Listed entries:
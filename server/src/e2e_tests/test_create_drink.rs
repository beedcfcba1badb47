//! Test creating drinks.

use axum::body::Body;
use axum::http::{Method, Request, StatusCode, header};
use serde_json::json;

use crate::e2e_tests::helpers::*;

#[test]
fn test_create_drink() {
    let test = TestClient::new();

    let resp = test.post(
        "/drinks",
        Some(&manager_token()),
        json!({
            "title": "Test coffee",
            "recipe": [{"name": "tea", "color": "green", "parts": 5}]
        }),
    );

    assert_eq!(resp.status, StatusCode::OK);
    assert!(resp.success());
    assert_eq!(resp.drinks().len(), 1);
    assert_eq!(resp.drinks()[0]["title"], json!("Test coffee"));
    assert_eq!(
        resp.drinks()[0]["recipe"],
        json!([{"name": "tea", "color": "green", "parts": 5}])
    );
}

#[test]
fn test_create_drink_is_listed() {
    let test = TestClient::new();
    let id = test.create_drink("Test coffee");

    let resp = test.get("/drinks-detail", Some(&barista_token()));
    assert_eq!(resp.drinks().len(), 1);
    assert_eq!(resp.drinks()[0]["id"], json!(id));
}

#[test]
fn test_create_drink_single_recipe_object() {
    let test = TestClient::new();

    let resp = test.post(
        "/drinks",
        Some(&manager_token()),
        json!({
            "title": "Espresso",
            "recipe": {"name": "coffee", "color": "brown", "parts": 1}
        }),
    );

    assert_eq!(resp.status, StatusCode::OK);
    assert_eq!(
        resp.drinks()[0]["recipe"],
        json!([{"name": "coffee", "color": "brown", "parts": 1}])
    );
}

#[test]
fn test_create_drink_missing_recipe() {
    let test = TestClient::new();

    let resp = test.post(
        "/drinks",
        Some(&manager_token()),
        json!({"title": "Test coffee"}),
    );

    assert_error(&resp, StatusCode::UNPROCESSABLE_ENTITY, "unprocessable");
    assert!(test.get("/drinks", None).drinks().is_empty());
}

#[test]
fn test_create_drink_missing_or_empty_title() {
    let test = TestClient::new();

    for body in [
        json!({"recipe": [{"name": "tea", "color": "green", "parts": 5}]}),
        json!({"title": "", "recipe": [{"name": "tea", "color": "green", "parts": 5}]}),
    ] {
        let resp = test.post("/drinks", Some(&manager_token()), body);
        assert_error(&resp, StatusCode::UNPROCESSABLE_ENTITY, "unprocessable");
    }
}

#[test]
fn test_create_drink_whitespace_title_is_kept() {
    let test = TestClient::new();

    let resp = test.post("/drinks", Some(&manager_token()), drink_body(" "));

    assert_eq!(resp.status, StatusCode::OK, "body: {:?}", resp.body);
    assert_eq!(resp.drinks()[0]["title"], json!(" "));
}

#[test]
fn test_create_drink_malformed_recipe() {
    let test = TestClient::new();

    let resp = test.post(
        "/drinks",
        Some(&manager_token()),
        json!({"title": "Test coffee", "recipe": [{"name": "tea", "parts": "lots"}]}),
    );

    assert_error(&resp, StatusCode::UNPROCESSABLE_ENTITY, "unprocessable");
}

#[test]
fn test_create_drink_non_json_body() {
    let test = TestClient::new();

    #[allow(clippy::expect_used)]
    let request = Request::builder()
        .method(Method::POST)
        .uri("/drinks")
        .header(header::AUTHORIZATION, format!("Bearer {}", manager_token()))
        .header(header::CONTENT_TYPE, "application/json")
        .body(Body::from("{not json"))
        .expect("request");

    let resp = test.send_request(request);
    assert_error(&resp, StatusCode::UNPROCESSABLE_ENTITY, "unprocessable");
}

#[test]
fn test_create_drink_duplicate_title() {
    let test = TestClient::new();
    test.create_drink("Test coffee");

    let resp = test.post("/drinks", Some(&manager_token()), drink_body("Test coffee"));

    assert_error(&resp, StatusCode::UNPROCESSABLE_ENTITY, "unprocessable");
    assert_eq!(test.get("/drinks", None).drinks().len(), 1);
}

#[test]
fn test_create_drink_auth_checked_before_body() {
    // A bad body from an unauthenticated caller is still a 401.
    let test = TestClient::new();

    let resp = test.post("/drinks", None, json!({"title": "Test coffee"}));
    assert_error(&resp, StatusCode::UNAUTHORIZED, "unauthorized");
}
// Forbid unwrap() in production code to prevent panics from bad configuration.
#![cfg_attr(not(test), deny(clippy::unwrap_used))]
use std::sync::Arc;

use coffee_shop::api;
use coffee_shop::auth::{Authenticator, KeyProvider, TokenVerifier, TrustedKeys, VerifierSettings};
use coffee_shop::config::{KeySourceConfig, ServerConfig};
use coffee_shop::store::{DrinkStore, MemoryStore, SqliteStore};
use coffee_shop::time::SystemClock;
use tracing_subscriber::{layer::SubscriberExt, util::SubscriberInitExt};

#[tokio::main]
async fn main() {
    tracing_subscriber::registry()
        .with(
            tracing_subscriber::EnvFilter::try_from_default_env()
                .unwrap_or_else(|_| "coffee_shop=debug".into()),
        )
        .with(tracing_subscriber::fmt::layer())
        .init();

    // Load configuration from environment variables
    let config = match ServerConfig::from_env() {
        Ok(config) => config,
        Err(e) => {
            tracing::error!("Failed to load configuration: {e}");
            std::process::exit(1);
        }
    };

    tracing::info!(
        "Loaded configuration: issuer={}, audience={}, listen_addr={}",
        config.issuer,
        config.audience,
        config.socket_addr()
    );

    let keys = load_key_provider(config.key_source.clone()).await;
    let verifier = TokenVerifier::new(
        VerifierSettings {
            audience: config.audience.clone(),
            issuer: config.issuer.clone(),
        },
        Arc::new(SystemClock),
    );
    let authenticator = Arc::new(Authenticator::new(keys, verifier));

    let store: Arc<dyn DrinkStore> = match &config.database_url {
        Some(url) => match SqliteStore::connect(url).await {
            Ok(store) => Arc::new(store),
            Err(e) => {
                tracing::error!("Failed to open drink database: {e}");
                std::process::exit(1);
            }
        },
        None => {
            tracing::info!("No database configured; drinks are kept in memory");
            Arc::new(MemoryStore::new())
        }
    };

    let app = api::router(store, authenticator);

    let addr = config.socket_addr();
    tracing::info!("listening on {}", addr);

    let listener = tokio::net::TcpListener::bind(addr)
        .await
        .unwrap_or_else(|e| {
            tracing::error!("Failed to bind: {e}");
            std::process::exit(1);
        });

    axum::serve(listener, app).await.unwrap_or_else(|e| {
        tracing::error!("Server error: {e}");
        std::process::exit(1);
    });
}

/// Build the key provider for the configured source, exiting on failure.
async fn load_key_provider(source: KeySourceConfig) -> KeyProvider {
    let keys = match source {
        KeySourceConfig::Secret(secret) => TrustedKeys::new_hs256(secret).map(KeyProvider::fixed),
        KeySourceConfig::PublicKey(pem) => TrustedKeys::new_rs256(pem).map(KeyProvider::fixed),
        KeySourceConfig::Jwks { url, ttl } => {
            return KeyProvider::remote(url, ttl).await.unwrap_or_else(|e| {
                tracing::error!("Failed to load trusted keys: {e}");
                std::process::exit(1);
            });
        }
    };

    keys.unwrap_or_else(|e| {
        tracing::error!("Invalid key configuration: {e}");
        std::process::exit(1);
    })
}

---

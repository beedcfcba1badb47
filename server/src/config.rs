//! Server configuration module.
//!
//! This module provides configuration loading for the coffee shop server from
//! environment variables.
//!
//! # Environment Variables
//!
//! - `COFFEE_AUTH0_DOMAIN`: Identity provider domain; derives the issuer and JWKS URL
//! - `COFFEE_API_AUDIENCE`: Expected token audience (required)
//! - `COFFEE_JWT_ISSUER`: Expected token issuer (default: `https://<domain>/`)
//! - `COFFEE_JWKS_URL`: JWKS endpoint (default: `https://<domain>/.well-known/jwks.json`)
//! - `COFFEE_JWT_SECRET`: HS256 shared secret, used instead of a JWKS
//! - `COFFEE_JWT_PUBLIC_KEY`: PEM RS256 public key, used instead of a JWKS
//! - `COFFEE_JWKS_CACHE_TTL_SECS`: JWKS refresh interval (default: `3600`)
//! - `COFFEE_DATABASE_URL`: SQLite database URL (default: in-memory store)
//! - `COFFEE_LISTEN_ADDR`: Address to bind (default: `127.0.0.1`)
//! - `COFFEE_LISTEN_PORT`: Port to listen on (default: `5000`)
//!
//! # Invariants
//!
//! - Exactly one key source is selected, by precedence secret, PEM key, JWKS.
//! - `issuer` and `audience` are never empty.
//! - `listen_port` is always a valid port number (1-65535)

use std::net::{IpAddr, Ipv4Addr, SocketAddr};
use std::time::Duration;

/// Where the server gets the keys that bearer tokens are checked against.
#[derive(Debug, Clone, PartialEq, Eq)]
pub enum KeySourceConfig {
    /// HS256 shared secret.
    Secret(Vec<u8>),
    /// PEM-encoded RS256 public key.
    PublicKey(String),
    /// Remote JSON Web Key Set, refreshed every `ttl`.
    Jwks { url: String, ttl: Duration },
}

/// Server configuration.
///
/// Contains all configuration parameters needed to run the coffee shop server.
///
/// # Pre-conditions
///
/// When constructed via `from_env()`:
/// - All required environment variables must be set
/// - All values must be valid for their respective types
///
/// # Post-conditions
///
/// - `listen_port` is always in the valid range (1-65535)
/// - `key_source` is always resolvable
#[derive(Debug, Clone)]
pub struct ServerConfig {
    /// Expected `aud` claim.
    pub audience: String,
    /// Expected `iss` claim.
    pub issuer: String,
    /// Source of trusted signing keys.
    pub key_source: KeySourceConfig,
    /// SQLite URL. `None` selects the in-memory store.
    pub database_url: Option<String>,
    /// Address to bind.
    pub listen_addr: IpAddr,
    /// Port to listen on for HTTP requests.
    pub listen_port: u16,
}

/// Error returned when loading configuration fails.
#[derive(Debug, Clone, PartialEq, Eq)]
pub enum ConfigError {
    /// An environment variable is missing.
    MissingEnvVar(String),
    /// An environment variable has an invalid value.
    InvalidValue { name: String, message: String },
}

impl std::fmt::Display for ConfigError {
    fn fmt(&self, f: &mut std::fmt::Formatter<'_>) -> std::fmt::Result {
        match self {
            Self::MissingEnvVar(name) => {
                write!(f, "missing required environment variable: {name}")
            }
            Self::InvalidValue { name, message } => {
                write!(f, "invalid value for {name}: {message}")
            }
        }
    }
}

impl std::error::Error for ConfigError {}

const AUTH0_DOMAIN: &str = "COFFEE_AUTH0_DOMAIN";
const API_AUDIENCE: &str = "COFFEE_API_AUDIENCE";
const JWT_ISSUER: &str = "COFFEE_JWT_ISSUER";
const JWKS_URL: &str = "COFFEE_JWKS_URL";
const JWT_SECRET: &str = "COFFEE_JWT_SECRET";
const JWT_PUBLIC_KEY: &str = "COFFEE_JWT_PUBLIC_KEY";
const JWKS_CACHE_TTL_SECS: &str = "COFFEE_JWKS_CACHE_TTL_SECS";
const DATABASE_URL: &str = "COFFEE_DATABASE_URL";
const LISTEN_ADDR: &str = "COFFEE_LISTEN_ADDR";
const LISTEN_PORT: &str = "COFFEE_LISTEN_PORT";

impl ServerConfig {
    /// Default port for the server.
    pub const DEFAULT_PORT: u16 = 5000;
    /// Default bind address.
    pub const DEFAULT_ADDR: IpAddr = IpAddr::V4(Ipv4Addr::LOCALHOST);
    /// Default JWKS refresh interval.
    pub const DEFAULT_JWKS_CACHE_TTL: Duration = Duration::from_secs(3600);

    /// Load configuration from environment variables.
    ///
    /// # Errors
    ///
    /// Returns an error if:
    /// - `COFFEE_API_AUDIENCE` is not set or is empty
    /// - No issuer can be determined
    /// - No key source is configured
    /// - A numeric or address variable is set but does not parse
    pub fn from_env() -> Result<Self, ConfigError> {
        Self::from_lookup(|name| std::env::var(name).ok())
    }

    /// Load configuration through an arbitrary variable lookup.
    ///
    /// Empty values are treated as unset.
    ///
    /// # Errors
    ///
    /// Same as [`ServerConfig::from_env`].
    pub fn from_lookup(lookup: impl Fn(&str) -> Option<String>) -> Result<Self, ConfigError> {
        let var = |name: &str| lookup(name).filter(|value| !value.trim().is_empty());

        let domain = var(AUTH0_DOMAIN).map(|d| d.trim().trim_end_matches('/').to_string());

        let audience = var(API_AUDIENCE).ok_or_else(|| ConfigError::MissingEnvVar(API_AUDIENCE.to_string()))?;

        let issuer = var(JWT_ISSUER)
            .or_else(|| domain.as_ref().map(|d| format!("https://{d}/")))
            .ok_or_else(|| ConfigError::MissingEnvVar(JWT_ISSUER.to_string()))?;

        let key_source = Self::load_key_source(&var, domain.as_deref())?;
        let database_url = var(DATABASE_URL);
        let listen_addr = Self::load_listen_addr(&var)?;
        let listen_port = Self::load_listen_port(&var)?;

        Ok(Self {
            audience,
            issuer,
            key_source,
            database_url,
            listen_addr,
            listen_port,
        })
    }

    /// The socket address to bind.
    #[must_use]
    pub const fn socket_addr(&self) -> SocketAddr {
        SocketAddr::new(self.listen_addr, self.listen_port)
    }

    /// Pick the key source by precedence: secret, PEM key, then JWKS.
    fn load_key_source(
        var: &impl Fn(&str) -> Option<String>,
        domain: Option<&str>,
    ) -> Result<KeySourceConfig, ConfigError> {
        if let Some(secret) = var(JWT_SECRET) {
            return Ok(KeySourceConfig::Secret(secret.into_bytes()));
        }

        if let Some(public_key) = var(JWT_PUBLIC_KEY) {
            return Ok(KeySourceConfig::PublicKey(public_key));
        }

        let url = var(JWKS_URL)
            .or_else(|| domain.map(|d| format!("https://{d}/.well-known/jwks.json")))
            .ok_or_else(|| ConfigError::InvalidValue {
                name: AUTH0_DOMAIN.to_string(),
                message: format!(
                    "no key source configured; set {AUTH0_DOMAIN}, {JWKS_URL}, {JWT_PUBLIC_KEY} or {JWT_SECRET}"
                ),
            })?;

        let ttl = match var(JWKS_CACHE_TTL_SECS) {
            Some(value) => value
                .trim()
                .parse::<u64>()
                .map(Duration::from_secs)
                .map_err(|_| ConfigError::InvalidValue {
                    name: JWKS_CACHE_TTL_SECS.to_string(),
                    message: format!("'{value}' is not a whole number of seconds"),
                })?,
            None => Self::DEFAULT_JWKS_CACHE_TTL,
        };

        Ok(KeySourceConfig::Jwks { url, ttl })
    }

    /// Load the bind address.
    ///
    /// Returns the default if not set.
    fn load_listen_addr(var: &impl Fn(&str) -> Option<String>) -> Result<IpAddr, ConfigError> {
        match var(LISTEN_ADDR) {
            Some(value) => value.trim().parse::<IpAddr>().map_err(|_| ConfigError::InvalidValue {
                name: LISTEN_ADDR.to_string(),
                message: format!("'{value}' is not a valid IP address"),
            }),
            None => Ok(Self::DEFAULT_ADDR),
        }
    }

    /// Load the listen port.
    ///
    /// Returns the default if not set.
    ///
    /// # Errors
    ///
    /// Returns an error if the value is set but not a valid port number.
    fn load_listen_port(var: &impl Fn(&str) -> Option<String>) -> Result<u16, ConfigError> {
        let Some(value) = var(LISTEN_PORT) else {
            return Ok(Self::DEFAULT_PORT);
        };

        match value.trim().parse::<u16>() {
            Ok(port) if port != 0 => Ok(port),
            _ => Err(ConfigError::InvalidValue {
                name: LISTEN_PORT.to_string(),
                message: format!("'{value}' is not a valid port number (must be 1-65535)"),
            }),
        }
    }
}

...

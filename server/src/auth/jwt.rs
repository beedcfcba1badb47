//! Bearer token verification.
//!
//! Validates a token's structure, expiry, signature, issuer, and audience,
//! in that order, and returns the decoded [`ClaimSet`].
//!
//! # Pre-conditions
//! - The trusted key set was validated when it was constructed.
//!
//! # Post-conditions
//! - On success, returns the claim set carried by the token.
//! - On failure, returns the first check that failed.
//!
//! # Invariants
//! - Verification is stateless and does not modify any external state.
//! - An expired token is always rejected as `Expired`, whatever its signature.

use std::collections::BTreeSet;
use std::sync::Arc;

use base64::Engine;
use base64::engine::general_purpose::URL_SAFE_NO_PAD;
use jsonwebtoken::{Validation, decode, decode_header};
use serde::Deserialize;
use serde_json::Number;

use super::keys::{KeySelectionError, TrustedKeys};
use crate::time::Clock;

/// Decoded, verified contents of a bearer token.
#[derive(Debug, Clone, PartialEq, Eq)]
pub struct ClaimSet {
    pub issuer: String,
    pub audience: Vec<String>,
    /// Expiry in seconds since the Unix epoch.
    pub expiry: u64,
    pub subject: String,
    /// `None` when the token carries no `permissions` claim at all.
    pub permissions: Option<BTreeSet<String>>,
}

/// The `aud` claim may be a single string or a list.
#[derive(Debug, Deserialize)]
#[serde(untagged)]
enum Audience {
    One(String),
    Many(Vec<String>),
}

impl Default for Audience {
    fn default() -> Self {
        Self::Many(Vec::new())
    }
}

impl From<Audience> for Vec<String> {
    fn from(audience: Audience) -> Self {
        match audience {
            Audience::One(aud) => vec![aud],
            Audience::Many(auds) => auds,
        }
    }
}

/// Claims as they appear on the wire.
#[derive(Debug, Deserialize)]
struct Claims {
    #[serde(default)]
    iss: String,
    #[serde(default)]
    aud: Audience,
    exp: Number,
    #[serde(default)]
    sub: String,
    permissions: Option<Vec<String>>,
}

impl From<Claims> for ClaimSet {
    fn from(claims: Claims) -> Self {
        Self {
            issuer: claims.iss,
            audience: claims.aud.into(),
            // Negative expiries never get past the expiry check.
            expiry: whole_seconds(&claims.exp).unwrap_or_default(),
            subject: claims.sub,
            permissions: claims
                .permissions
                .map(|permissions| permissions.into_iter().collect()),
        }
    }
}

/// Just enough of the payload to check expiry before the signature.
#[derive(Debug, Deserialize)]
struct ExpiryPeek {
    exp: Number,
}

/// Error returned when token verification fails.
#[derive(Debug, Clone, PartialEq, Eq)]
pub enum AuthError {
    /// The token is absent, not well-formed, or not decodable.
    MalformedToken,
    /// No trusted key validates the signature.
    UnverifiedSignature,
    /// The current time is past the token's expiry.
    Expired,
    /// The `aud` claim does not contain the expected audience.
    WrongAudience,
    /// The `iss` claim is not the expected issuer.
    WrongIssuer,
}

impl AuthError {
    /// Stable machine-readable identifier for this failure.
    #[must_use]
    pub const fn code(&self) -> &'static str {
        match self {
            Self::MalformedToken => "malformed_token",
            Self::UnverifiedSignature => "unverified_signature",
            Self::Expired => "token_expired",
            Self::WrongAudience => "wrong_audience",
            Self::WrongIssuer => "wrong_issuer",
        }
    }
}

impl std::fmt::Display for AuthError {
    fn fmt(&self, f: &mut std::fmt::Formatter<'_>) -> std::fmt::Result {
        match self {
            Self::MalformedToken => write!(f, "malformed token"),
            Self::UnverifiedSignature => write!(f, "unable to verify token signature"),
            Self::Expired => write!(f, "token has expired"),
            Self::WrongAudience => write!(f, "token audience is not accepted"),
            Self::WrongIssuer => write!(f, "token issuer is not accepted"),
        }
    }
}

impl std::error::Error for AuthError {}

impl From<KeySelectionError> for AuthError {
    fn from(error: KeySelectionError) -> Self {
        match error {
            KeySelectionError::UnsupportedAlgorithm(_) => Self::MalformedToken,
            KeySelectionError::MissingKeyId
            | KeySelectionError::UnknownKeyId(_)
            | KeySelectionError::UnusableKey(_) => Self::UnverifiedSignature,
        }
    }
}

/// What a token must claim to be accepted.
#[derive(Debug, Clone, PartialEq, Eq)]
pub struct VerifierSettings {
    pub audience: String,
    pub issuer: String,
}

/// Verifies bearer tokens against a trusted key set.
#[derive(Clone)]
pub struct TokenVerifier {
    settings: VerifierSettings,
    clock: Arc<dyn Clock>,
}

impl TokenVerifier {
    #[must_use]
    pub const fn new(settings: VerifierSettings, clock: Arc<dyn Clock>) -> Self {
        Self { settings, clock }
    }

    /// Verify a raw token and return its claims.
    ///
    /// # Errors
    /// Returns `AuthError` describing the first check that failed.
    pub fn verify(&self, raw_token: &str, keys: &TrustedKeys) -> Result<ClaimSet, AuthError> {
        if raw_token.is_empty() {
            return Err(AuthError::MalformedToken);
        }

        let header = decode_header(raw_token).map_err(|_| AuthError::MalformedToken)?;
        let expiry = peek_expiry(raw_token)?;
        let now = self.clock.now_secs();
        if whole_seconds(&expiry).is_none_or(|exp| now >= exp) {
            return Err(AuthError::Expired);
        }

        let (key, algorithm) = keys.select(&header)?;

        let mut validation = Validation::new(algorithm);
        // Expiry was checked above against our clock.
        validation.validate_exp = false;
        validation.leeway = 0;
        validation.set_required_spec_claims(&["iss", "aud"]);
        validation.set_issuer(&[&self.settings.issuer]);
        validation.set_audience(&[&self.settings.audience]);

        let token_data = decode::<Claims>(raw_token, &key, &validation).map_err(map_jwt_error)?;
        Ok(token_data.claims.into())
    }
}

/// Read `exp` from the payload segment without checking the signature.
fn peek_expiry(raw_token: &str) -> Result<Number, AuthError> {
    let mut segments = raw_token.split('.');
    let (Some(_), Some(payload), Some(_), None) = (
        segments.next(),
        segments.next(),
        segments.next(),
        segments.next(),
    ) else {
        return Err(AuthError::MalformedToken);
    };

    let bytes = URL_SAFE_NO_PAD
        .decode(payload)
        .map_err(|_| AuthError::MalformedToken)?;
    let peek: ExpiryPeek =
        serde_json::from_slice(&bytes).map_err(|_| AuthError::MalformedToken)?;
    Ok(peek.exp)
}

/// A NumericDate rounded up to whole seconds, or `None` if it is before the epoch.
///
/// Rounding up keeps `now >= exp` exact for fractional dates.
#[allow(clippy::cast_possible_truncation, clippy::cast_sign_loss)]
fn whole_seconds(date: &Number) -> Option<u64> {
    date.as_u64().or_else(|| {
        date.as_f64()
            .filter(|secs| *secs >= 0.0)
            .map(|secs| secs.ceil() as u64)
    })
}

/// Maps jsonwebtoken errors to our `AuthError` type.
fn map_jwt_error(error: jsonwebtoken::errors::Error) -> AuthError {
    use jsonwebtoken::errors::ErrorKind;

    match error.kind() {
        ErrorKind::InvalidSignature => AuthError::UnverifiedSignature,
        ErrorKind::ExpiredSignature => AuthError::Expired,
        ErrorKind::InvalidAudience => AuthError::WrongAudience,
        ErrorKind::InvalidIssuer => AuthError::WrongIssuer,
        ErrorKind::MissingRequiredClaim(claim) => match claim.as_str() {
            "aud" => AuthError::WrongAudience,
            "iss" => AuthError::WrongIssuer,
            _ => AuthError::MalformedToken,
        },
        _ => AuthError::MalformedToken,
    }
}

What this task involves: I would like you to report every line in the listing above that contains "enum".

Solution to this exercise:
pub enum KeySourceConfig {
pub enum ConfigError {
enum Audience {
pub enum AuthError {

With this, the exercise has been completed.